I've been abit lazy all weekend. I was extremely bored on sunday. ate alot and sat refreshing sites for hours. nothing bigtime. the news was on in the background talking about bombing afghanistan and bringing food. eh. I'd rather not discuss it though. just makes me all confused and abit scared of what'll come from that. I'm also scared about the anthrax dilemma in Florida. how the fuck did that happen? apparently mom said the letter with the powder on it was sent before the attacks which makes it even weirder still. anyway, yeah, I was bored this past weekend.

Sluggish Repartee
10:51 PM CST

I did finish watching Utena!! yeaaah, yeah, so I didn't space it out too much. I still rather enjoyed it. two episodes on friday (as previously mentioned), three on saturday, and the last two on sunday. I can say it was excellent! the best I've seen since I finished off Lain. now, as you can imagine, I want volume two. I mean, Utena and Touga haven't really had any close scenes yet..heh heh! not that that's the only reason I want to see more or anything. he is quite smooooth. damn, yo!

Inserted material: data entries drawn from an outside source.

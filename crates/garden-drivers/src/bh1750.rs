//! # BH1750 Driver
//!
//! This module provides an asynchronous, architecture-agnostic driver for
//! the BH1750 ambient light sensor, read over the I²C protocol.
//!
//! The lamp regulation loop runs the sensor in continuous mode: it is started
//! once, and every regulation step then reads the last completed conversion
//! from the data register without waiting for a new one.
//!
//! For detailed information and specifications, see the [datasheet](https://www.alldatasheet.com/datasheet-pdf/pdf/338083/ROHM/BH1750FVI.html).

use core::result::Result::{self, Err, Ok};

use embedded_hal_async::i2c::I2c;

// Instruction set architecture opcodes.
const POWER_DOWN: u8 = 0x00;
const POWER_ON: u8 = 0x01;

// Continuous high resolution mode 2: 0.5 lx per count, 120 ms per conversion.
const CONTINUOUS_HIGH_RES_MODE_2: u8 = 0x11;
const LUX_PER_COUNT: f32 = 0.5;

// Manufacturer scaling constant between counts and lux.
const COUNTS_PER_LUX: f32 = 1.2;

/// Errors that may occur while interacting with the BH1750 sensor.
#[derive(Debug, Copy, Clone)]
pub enum Bh1750Error<E> {
    /// I²C bus error.
    ///
    /// A read that does not return both bytes of the data register ends up
    /// here.
    I2c(E),
    /// Continuous measurement not started.
    ///
    /// Occurs when attempting to read a continuous measurement before it has been started.
    ContinuousMeasurementNotStarted,
}

impl<E> From<E> for Bh1750Error<E> {
    fn from(e: E) -> Self {
        Bh1750Error::I2c(e)
    }
}

/// I²C address of the BH1750 sensor.
///
/// The sensor supports two possible addresses depending on how the ADDR pin is connected.
#[derive(Debug, Clone, Copy, PartialEq, Eq)]
pub enum Address {
    /// Low: `0x23` when ADDR is connected to GND or floating.
    Low = 0x23,
    /// High: `0x5C` when ADDR is connected to VCC.
    High = 0x5C,
}

impl Address {
    /// Selects the address from the level of the ADDR pin.
    #[must_use]
    #[inline]
    pub const fn from_addr_pin(high: bool) -> Self {
        if high { Self::High } else { Self::Low }
    }
}

/// BH1750 driver.
pub struct Bh1750<I2C> {
    i2c: I2C,
    address: Address,
    continuous: bool,
}

impl<I2C, E> Bh1750<I2C>
where
    I2C: I2c<u8, Error = E>,
{
    /// Creates a new [`Bh1750`] driver with the given I²C bus and address.
    #[must_use]
    pub fn new(i2c: I2C, address: Address) -> Self {
        Self {
            i2c,
            address,
            continuous: false,
        }
    }

    /// The I²C address the driver talks to.
    #[must_use]
    #[inline]
    pub const fn address(&self) -> Address {
        self.address
    }

    /// Puts the sensor into the `Power On` state.
    ///
    /// # Errors
    ///
    /// Returns an error if the underlying I²C bus operation fails.
    pub async fn power_on(&mut self) -> Result<(), Bh1750Error<E>> {
        self.send_instruction(POWER_ON).await
    }

    /// Puts the sensor into the `Power Down` state.
    ///
    /// Any running continuous measurement is stopped.
    ///
    /// # Errors
    ///
    /// Returns an error if the underlying I²C bus operation fails.
    pub async fn power_down(&mut self) -> Result<(), Bh1750Error<E>> {
        self.send_instruction(POWER_DOWN).await?;
        self.continuous = false;

        Ok(())
    }

    /// Starts a continuous measurement in high resolution mode 2.
    ///
    /// # Errors
    ///
    /// Returns an error if writing the configuration instruction via I²C fails.
    pub async fn start_continuous_measurement(&mut self) -> Result<(), Bh1750Error<E>> {
        self.send_instruction(CONTINUOUS_HIGH_RES_MODE_2).await?;
        self.continuous = true;

        Ok(())
    }

    /// Reads the last completed continuous conversion, in lux.
    ///
    /// The call does not wait for a new conversion: between two conversions
    /// the same value is returned.
    ///
    /// # Errors
    ///
    /// Returns:
    /// - [`Bh1750Error::ContinuousMeasurementNotStarted`] if the caller attempts to read
    ///   before starting continuous mode.
    /// - An I²C error if the two bytes of the data register cannot be read.
    pub async fn latest_measurement(&mut self) -> Result<f32, Bh1750Error<E>> {
        if !self.continuous {
            return Err(Bh1750Error::ContinuousMeasurementNotStarted);
        }

        let raw = self.read_raw().await?;

        Ok(raw_to_lux(raw))
    }

    async fn read_raw(&mut self) -> Result<u16, E> {
        let mut buf = [0u8; 2];
        self.i2c.read(self.address as u8, &mut buf).await?;

        Ok(u16::from_be_bytes(buf))
    }

    #[inline]
    async fn send_instruction(&mut self, instr: u8) -> Result<(), Bh1750Error<E>> {
        self.i2c.write(self.address as u8, &[instr]).await?;

        Ok(())
    }
}

// lux = raw / 1.2 * 0.5, with the default MTreg of 69.
#[inline]
fn raw_to_lux(raw: u16) -> f32 {
    f32::from(raw) / COUNTS_PER_LUX * LUX_PER_COUNT
}
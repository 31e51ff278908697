use serde::{Deserialize, Serialize};

/// Regulation gains.
#[derive(Debug, Clone, Copy, PartialEq, Serialize, Deserialize)]
pub struct RegulatorGains {
    /// Factor applied to the consigne in the proportional path.
    pub proportional: f32,
    /// The integrator advances by `error / integral_divisor` per step.
    pub integral_divisor: f32,
    /// Upper bound of the drive; the lower bound is `0`.
    pub output_max: f32,
}

impl Default for RegulatorGains {
    fn default() -> Self {
        Self {
            proportional: 0.8,
            integral_divisor: 200.0,
            output_max: 255.0,
        }
    }
}

/// The outcome of one regulation step.
#[derive(Debug, Clone, Copy, PartialEq)]
pub struct Regulation {
    /// Clamped drive, in the `0..=output_max` domain.
    pub drive: f32,
    /// The rounded drive to write to the lamp, when it differs from the
    /// last written one.
    pub write: Option<u8>,
}

/// PI regulation state with conditional integration.
///
/// The integrator only moves in the direction of the error while the
/// unclamped output would stay within `[0, output_max]`. Once saturated, it
/// freezes until the error reverses.
#[derive(Debug, Clone, PartialEq)]
pub struct Regulator {
    gains: RegulatorGains,
    integrator: f32,
    drive: f32,
    written: Option<u8>,
}

impl Regulator {
    /// Creates a [`Regulator`] with an empty integrator.
    #[must_use]
    #[inline]
    pub const fn new(gains: RegulatorGains) -> Self {
        Self {
            gains,
            integrator: 0.0,
            drive: 0.0,
            written: None,
        }
    }

    /// The integrator accumulator.
    #[must_use]
    #[inline]
    pub const fn integrator(&self) -> f32 {
        self.integrator
    }

    /// The last computed drive.
    #[must_use]
    #[inline]
    pub const fn drive(&self) -> f32 {
        self.drive
    }

    /// The last drive written to the lamp.
    #[must_use]
    #[inline]
    pub const fn written(&self) -> Option<u8> {
        self.written
    }

    /// Runs one regulation step.
    pub fn update(&mut self, consigne: f32, luminosity: f32) -> Regulation {
        // TODO: decide whether the proportional path should act on
        // `consigne - luminosity` instead of the bare consigne.
        let p = self.gains.proportional * consigne;
        let d = 0.0;
        let di = (consigne - luminosity) / self.gains.integral_divisor;

        let candidate = p + self.integrator + di + d;
        let rising = di > 0.0 && candidate <= self.gains.output_max;
        let falling = di < 0.0 && candidate >= 0.0;
        if rising || falling {
            self.integrator += di;
        }

        // Must not panic on an inverted bound.
        self.drive = (p + self.integrator + d).min(self.gains.output_max).max(0.0);

        let rounded = self.drive.round() as u8;
        let write = (self.written != Some(rounded)).then_some(rounded);

        Regulation {
            drive: self.drive,
            write,
        }
    }

    /// Records that `value` reached the lamp.
    #[inline]
    pub fn mark_written(&mut self, value: u8) {
        self.written = Some(value);
    }
}
use std::time::Duration;

use tokio::time::{Instant, sleep_until};

use tokio_util::sync::CancellationToken;

use tracing::{info, warn};

/// Period of a tick, in milliseconds.
pub const TICK_PERIOD_MS: u64 = 250;
/// Number of phases in a cycle.
pub const PHASES: u64 = 4;

const REPORT_PERIOD_MS: u64 = 5_000;
const ACQUIRE_PERIOD_MS: u64 = 2_000;
const ACQUIRE_OFFSET_MS: u64 = 500;
const STATUS_PERIOD_MS: u64 = 60_000;
const STATUS_OFFSET_MS: u64 = 750;

/// Phase of a tick within its cycle.
#[derive(Debug, Clone, Copy, PartialEq, Eq)]
pub enum Phase {
    /// Telemetry may be sent.
    Report,
    /// Regulation only.
    Regulate,
    /// The climate sensor may be acquired.
    Acquire,
    /// The status line may be logged.
    Status,
}

impl Phase {
    const fn from_tick(tick: u64) -> Self {
        match tick % PHASES {
            0 => Self::Report,
            1 => Self::Regulate,
            2 => Self::Acquire,
            _ => Self::Status,
        }
    }
}

/// The work due at a tick.
///
/// Regulation runs on every tick. The other activities only run on their
/// phase, at their own cadence.
#[derive(Debug, Clone, Copy, PartialEq, Eq)]
pub struct Slot {
    /// Milliseconds elapsed since start.
    pub elapsed_ms: u64,
    /// Tick index.
    pub tick: u64,
    /// Phase of the tick.
    pub phase: Phase,
    /// A telemetry record is due.
    pub report: bool,
    /// A climate acquisition is due.
    pub acquire: bool,
    /// A status line is due.
    pub status: bool,
}

impl Slot {
    /// Computes the slot for a given elapsed time.
    #[must_use]
    pub const fn at(elapsed_ms: u64) -> Self {
        let tick = elapsed_ms / TICK_PERIOD_MS;
        let phase = Phase::from_tick(tick);

        Self {
            elapsed_ms,
            tick,
            phase,
            report: matches!(phase, Phase::Report) && elapsed_ms % REPORT_PERIOD_MS == 0,
            acquire: matches!(phase, Phase::Acquire)
                && elapsed_ms % ACQUIRE_PERIOD_MS == ACQUIRE_OFFSET_MS,
            status: matches!(phase, Phase::Status)
                && elapsed_ms % STATUS_PERIOD_MS == STATUS_OFFSET_MS,
        }
    }
}

/// Work run on every tick.
pub trait Tick {
    /// Runs the work due at `slot`.
    fn tick(&mut self, slot: Slot) -> impl Future<Output = ()>;
}

/// Fixed-period tick scheduler.
///
/// Ticks are aligned on multiples of [`TICK_PERIOD_MS`] from the start of
/// [`Scheduler::run`]. When a tick overruns, the missed slots are skipped
/// instead of being run in a burst.
#[derive(Debug, Clone, Copy)]
pub struct Scheduler {
    period: Duration,
}

impl Default for Scheduler {
    fn default() -> Self {
        Self::new()
    }
}

impl Scheduler {
    /// Creates a [`Scheduler`].
    #[must_use]
    #[inline]
    pub const fn new() -> Self {
        Self {
            period: Duration::from_millis(TICK_PERIOD_MS),
        }
    }

    /// Runs `target` until `shutdown` is cancelled.
    pub async fn run<T>(&self, target: &mut T, shutdown: &CancellationToken)
    where
        T: Tick,
    {
        let start = Instant::now();
        let mut tick: u64 = 0;

        info!("Scheduler started");

        loop {
            let elapsed_ms = tick * TICK_PERIOD_MS;
            target.tick(Slot::at(elapsed_ms)).await;

            let done = start.elapsed().as_millis() as u64;
            let mut next = tick + 1;
            if done > next * TICK_PERIOD_MS {
                let resume = done / TICK_PERIOD_MS + 1;
                warn!("Tick {tick} overran, skipping {} slots", resume - next);
                next = resume;
            }
            tick = next;

            let deadline = start + self.period * (tick as u32);
            tokio::select! {
                () = shutdown.cancelled() => { break; }
                () = sleep_until(deadline) => {}
            }
        }

        info!("Scheduler stopped after {tick} ticks");
    }
}
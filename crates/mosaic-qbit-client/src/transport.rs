//! HTTP transport seam.
//!
//! The [`Transport`] trait is the only place the client touches the network, which
//! lets tests swap in a mock and assert on the exact [`ApiRequest`] produced.

use std::time::Duration;

use reqwest::multipart::{Form, Part};
use tracing::debug;

use mosaic_qbit_types::QbitError;

use crate::endpoints::Method;
use crate::request::{ApiRequest, Body, Params, RawResponse};

/// Executes one HTTP round trip.
///
/// Implementations must keep the WebUI session cookie between calls. Any status code
/// is a successful round trip; classifying it is the dispatcher's job.
#[cfg_attr(test, mockall::automock)]
#[allow(async_fn_in_trait)]
pub trait Transport {
    /// Sends `request` and returns the status code and body text.
    async fn execute(&self, request: ApiRequest) -> Result<RawResponse, QbitError>;
}

/// [`Transport`] backed by a cookie-aware [`reqwest::Client`].
#[derive(Debug, Clone)]
pub struct ReqwestTransport {
    client: reqwest::Client,
}

impl ReqwestTransport {
    /// Builds a client with a cookie store and the given per-request timeout.
    pub fn new(timeout: Duration) -> Result<Self, QbitError> {
        let client = reqwest::Client::builder()
            .cookie_store(true)
            .timeout(timeout)
            .build()
            .map_err(map_reqwest_error)?;
        Ok(Self { client })
    }

    /// Wraps an existing client. It must have its cookie store enabled, or the
    /// session is lost after login.
    pub fn with_client(client: reqwest::Client) -> Self {
        Self { client }
    }
}

impl Transport for ReqwestTransport {
    async fn execute(&self, request: ApiRequest) -> Result<RawResponse, QbitError> {
        let ApiRequest { method, url, body } = request;
        let builder = match method {
            Method::Get => self.client.get(&url),
            Method::Post => self.client.post(&url),
        };

        let builder = match (method, body) {
            (_, Body::Empty) => builder,
            (Method::Get, Body::Form(params)) => builder.query(params.pairs()),
            (Method::Post, Body::Form(params)) => builder.form(params.pairs()),
            (_, Body::Multipart { fields, files }) => {
                let mut form = text_fields(Form::new(), fields);
                for file in files {
                    let part = Part::bytes(file.bytes)
                        .file_name(file.file_name)
                        .mime_str(&file.content_type)
                        .map_err(map_reqwest_error)?;
                    form = form.part(file.name, part);
                }
                builder.multipart(form)
            }
        };

        let response = builder.send().await.map_err(map_reqwest_error)?;
        let status = response.status().as_u16();
        let body = response.text().await.map_err(map_reqwest_error)?;
        debug!(status, len = body.len(), "received response");

        Ok(RawResponse { status, body })
    }
}

fn text_fields(form: Form, fields: Params) -> Form {
    fields
        .into_iter()
        .fold(form, |form, (name, value)| form.text(name, value))
}

// Error conversion helper
fn map_reqwest_error(err: reqwest::Error) -> QbitError {
    QbitError::Network(err.to_string())
}
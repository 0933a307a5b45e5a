//! Catalog of the qBittorrent WebUI endpoints.
//!
//! Paths are relative to the API prefix (`/api/v2` by default). Every entry is
//! called with POST, which the WebUI accepts for reads and writes alike.

use std::fmt;

/// HTTP method of a call.
#[derive(Debug, Clone, Copy, PartialEq, Eq, Hash)]
pub enum Method {
    /// Parameters travel in the query string.
    Get,
    /// Parameters travel in the body.
    Post,
}

impl fmt::Display for Method {
    fn fmt(&self, f: &mut fmt::Formatter<'_>) -> fmt::Result {
        f.write_str(match self {
            Self::Get => "GET",
            Self::Post => "POST",
        })
    }
}

/// One remote operation: a path below the API prefix and the method to call it with.
#[derive(Debug, Clone, Copy, PartialEq, Eq, Hash)]
pub struct Endpoint {
    /// Path relative to the API prefix, e.g. `torrents/pause`.
    pub path: &'static str,
    /// HTTP method.
    pub method: Method,
}

impl Endpoint {
    /// A POST endpoint.
    pub const fn post(path: &'static str) -> Self {
        Self {
            path,
            method: Method::Post,
        }
    }

    /// A GET endpoint.
    pub const fn get(path: &'static str) -> Self {
        Self {
            path,
            method: Method::Get,
        }
    }
}

/// `auth/*`
#[allow(missing_docs)]
pub mod auth {
    use super::Endpoint;

    pub const LOGIN: Endpoint = Endpoint::post("auth/login");
    pub const LOGOUT: Endpoint = Endpoint::post("auth/logout");
}

/// `app/*`
#[allow(missing_docs)]
pub mod app {
    use super::Endpoint;

    pub const VERSION: Endpoint = Endpoint::post("app/version");
    pub const WEBAPI_VERSION: Endpoint = Endpoint::post("app/webapiVersion");
    pub const BUILD_INFO: Endpoint = Endpoint::post("app/buildInfo");
    pub const SHUTDOWN: Endpoint = Endpoint::post("app/shutdown");
    pub const PREFERENCES: Endpoint = Endpoint::post("app/preferences");
    pub const SET_PREFERENCES: Endpoint = Endpoint::post("app/setPreferences");
    pub const DEFAULT_SAVE_PATH: Endpoint = Endpoint::post("app/defaultSavePath");
}

/// `log/*`
#[allow(missing_docs)]
pub mod log {
    use super::Endpoint;

    pub const MAIN: Endpoint = Endpoint::post("log/main");
    pub const PEERS: Endpoint = Endpoint::post("log/peers");
}

/// `sync/*`
#[allow(missing_docs)]
pub mod sync {
    use super::Endpoint;

    pub const MAINDATA: Endpoint = Endpoint::post("sync/maindata");
    pub const TORRENT_PEERS: Endpoint = Endpoint::post("sync/torrentPeers");
}

/// `transfer/*`
#[allow(missing_docs)]
pub mod transfer {
    use super::Endpoint;

    pub const INFO: Endpoint = Endpoint::post("transfer/info");
    pub const SPEED_LIMITS_MODE: Endpoint = Endpoint::post("transfer/speedLimitsMode");
    pub const TOGGLE_SPEED_LIMITS_MODE: Endpoint =
        Endpoint::post("transfer/toggleSpeedLimitsMode");
    pub const DOWNLOAD_LIMIT: Endpoint = Endpoint::post("transfer/downloadLimit");
    pub const SET_DOWNLOAD_LIMIT: Endpoint = Endpoint::post("transfer/setDownloadLimit");
    pub const UPLOAD_LIMIT: Endpoint = Endpoint::post("transfer/uploadLimit");
    pub const SET_UPLOAD_LIMIT: Endpoint = Endpoint::post("transfer/setUploadLimit");
    pub const BAN_PEERS: Endpoint = Endpoint::post("transfer/banPeers");
}

/// `torrents/*`
#[allow(missing_docs)]
pub mod torrents {
    use super::Endpoint;

    pub const INFO: Endpoint = Endpoint::post("torrents/info");
    pub const PROPERTIES: Endpoint = Endpoint::post("torrents/properties");
    pub const TRACKERS: Endpoint = Endpoint::post("torrents/trackers");
    pub const WEBSEEDS: Endpoint = Endpoint::post("torrents/webseeds");
    pub const FILES: Endpoint = Endpoint::post("torrents/files");
    pub const PIECE_STATES: Endpoint = Endpoint::post("torrents/pieceStates");
    pub const PIECE_HASHES: Endpoint = Endpoint::post("torrents/pieceHashes");
    pub const PAUSE: Endpoint = Endpoint::post("torrents/pause");
    pub const RESUME: Endpoint = Endpoint::post("torrents/resume");
    pub const DELETE: Endpoint = Endpoint::post("torrents/delete");
    pub const RECHECK: Endpoint = Endpoint::post("torrents/recheck");
    pub const REANNOUNCE: Endpoint = Endpoint::post("torrents/reannounce");
    pub const ADD: Endpoint = Endpoint::post("torrents/add");
    pub const ADD_TRACKERS: Endpoint = Endpoint::post("torrents/addTrackers");
    pub const EDIT_TRACKER: Endpoint = Endpoint::post("torrents/editTracker");
    pub const REMOVE_TRACKERS: Endpoint = Endpoint::post("torrents/removeTrackers");
    pub const ADD_PEERS: Endpoint = Endpoint::post("torrents/addPeers");
    pub const INCREASE_PRIO: Endpoint = Endpoint::post("torrents/increasePrio");
    pub const DECREASE_PRIO: Endpoint = Endpoint::post("torrents/decreasePrio");
    pub const TOP_PRIO: Endpoint = Endpoint::post("torrents/topPrio");
    pub const BOTTOM_PRIO: Endpoint = Endpoint::post("torrents/bottomPrio");
    pub const FILE_PRIO: Endpoint = Endpoint::post("torrents/filePrio");
    pub const DOWNLOAD_LIMIT: Endpoint = Endpoint::post("torrents/downloadLimit");
    pub const SET_DOWNLOAD_LIMIT: Endpoint = Endpoint::post("torrents/setDownloadLimit");
    pub const SET_SHARE_LIMITS: Endpoint = Endpoint::post("torrents/setShareLimits");
    pub const UPLOAD_LIMIT: Endpoint = Endpoint::post("torrents/uploadLimit");
    pub const SET_UPLOAD_LIMIT: Endpoint = Endpoint::post("torrents/setUploadLimit");
    pub const SET_LOCATION: Endpoint = Endpoint::post("torrents/setLocation");
    pub const RENAME: Endpoint = Endpoint::post("torrents/rename");
    pub const SET_CATEGORY: Endpoint = Endpoint::post("torrents/setCategory");
    pub const CATEGORIES: Endpoint = Endpoint::post("torrents/categories");
    pub const CREATE_CATEGORY: Endpoint = Endpoint::post("torrents/createCategory");
    pub const EDIT_CATEGORY: Endpoint = Endpoint::post("torrents/editCategory");
    pub const REMOVE_CATEGORIES: Endpoint = Endpoint::post("torrents/removeCategories");
    pub const ADD_TAGS: Endpoint = Endpoint::post("torrents/addTags");
    pub const REMOVE_TAGS: Endpoint = Endpoint::post("torrents/removeTags");
    pub const TAGS: Endpoint = Endpoint::post("torrents/tags");
    pub const CREATE_TAGS: Endpoint = Endpoint::post("torrents/createTags");
    pub const DELETE_TAGS: Endpoint = Endpoint::post("torrents/deleteTags");
    pub const SET_AUTO_MANAGEMENT: Endpoint = Endpoint::post("torrents/setAutoManagement");
    pub const TOGGLE_SEQUENTIAL_DOWNLOAD: Endpoint =
        Endpoint::post("torrents/toggleSequentialDownload");
    pub const TOGGLE_FIRST_LAST_PIECE_PRIO: Endpoint =
        Endpoint::post("torrents/toggleFirstLastPiecePrio");
    pub const SET_FORCE_START: Endpoint = Endpoint::post("torrents/setForceStart");
    pub const SET_SUPER_SEEDING: Endpoint = Endpoint::post("torrents/setSuperSeeding");
    pub const RENAME_FILE: Endpoint = Endpoint::post("torrents/renameFile");
    pub const RENAME_FOLDER: Endpoint = Endpoint::post("torrents/renameFolder");
}

/// `rss/*`
#[allow(missing_docs)]
pub mod rss {
    use super::Endpoint;

    pub const ADD_FOLDER: Endpoint = Endpoint::post("rss/addFolder");
    pub const ADD_FEED: Endpoint = Endpoint::post("rss/addFeed");
    pub const REMOVE_ITEM: Endpoint = Endpoint::post("rss/removeItem");
    pub const MOVE_ITEM: Endpoint = Endpoint::post("rss/moveItem");
    pub const ITEMS: Endpoint = Endpoint::post("rss/items");
    pub const MARK_AS_READ: Endpoint = Endpoint::post("rss/markAsRead");
    pub const REFRESH_ITEM: Endpoint = Endpoint::post("rss/refreshItem");
    pub const SET_RULE: Endpoint = Endpoint::post("rss/setRule");
    pub const RENAME_RULE: Endpoint = Endpoint::post("rss/renameRule");
    pub const REMOVE_RULE: Endpoint = Endpoint::post("rss/removeRule");
    pub const RULES: Endpoint = Endpoint::post("rss/rules");
    pub const MATCHING_ARTICLES: Endpoint = Endpoint::post("rss/matchingArticles");
}

/// `search/*`
#[allow(missing_docs)]
pub mod search {
    use super::Endpoint;

    pub const START: Endpoint = Endpoint::post("search/start");
    pub const STOP: Endpoint = Endpoint::post("search/stop");
    pub const STATUS: Endpoint = Endpoint::post("search/status");
    pub const RESULTS: Endpoint = Endpoint::post("search/results");
    pub const DELETE: Endpoint = Endpoint::post("search/delete");
    pub const PLUGINS: Endpoint = Endpoint::post("search/plugins");
    pub const INSTALL_PLUGIN: Endpoint = Endpoint::post("search/installPlugin");
    pub const UNINSTALL_PLUGIN: Endpoint = Endpoint::post("search/uninstallPlugin");
    pub const ENABLE_PLUGIN: Endpoint = Endpoint::post("search/enablePlugin");
    pub const UPDATE_PLUGINS: Endpoint = Endpoint::post("search/updatePlugins");
}

#[cfg(test)]
mod tests {
    use super::*;

    #[test]
    fn paths_are_relative_to_the_prefix() {
        for endpoint in [auth::LOGIN, app::VERSION, torrents::ADD, rss::SET_RULE, search::START] {
            assert!(!endpoint.path.starts_with('/'), "{}", endpoint.path);
            assert_eq!(endpoint.method, Method::Post);
        }
    }

    #[test]
    fn constructors_set_method() {
        assert_eq!(Endpoint::get("app/version").method, Method::Get);
        assert_eq!(Method::Get.to_string(), "GET");
        assert_eq!(Method::Post.to_string(), "POST");
    }
}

I got slightly teary eyed near the part where Utena beats that boy Mickey in the duel cause it cracked his garden memory in half. aw. I hope I'm not ruining anything here if y'all want to see it and haven't ^^

I'd say it's worth a purchase certainly. you won't be disappointed! I bought it without knowing much at all about it and enjoyed it immensely. anyone have any money? I neeeed volume two before volume one isn't fresh in my mind anymore. aw darn.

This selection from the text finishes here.